Data for analysis Start Marker
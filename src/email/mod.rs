pub mod attachment;
pub mod config;
pub mod error;
pub mod mime;
pub mod providers;
pub mod types;

pub use attachment::Attachment;
pub use config::*;
pub use error::*;
pub use types::*;

use async_trait::async_trait;
use std::sync::Arc;

#[async_trait]
pub trait EmailProvider: Send + Sync {
    async fn send_email(&self, message: EmailMessage) -> Result<DeliveryReceipt, EmailError>;
    fn name(&self) -> &str;
}

pub type DynEmailProvider = Arc<dyn EmailProvider>;

pub async fn create_provider(config: &EmailProviderConfig) -> Result<DynEmailProvider, EmailError> {
    match config {
        EmailProviderConfig::Null => Ok(Arc::new(providers::null::NullProvider::new())),
        EmailProviderConfig::Ses(ses_config) => Ok(Arc::new(
            providers::ses::SesProvider::new(ses_config).await?,
        )),
    }
}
Data for analysis End Marker
Count every line above that holds the string "Result" and give the total, nothing more.

Written answer
2